▶ [WHAT TO DO]: If a line below contains the string "info", copy it out.

:: RECORDS SUPPLIED

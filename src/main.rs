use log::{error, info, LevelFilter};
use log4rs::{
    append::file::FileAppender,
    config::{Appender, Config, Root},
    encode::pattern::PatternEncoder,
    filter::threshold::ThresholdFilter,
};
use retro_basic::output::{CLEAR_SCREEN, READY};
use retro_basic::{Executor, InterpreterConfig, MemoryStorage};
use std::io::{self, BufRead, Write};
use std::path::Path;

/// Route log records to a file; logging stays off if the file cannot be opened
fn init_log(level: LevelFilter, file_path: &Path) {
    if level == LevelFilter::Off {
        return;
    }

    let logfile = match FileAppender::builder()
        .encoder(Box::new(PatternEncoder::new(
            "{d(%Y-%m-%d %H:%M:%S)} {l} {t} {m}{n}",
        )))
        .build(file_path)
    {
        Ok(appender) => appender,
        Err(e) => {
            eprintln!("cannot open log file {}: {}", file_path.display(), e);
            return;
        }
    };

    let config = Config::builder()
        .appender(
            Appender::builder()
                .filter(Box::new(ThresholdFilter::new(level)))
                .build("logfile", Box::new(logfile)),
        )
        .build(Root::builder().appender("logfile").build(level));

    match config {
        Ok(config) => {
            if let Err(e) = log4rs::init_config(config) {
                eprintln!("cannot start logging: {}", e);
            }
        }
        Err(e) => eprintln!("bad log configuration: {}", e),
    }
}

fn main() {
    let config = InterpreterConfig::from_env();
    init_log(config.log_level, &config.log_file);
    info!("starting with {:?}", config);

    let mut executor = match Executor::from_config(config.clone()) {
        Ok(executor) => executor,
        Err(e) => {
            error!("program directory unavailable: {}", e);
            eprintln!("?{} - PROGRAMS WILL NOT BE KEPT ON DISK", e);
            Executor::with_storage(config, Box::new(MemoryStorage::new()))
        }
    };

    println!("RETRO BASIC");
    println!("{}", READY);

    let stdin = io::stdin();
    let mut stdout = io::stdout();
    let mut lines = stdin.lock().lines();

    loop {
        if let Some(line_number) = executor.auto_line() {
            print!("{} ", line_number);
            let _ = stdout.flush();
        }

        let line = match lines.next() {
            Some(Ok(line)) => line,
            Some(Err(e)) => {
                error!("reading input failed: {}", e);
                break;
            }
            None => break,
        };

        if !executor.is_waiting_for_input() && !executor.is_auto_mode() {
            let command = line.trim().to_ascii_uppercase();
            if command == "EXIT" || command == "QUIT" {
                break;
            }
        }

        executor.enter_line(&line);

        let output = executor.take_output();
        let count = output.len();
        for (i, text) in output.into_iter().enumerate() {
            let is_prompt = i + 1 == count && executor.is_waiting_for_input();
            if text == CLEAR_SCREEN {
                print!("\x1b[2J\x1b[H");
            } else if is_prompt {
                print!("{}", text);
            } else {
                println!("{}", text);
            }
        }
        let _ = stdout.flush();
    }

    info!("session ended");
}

::::

▶ [RESULT OF THIS TASK]:
use log::{error, info, LevelFilter};
    info!("starting with {:?}", config);
    info!("session ended");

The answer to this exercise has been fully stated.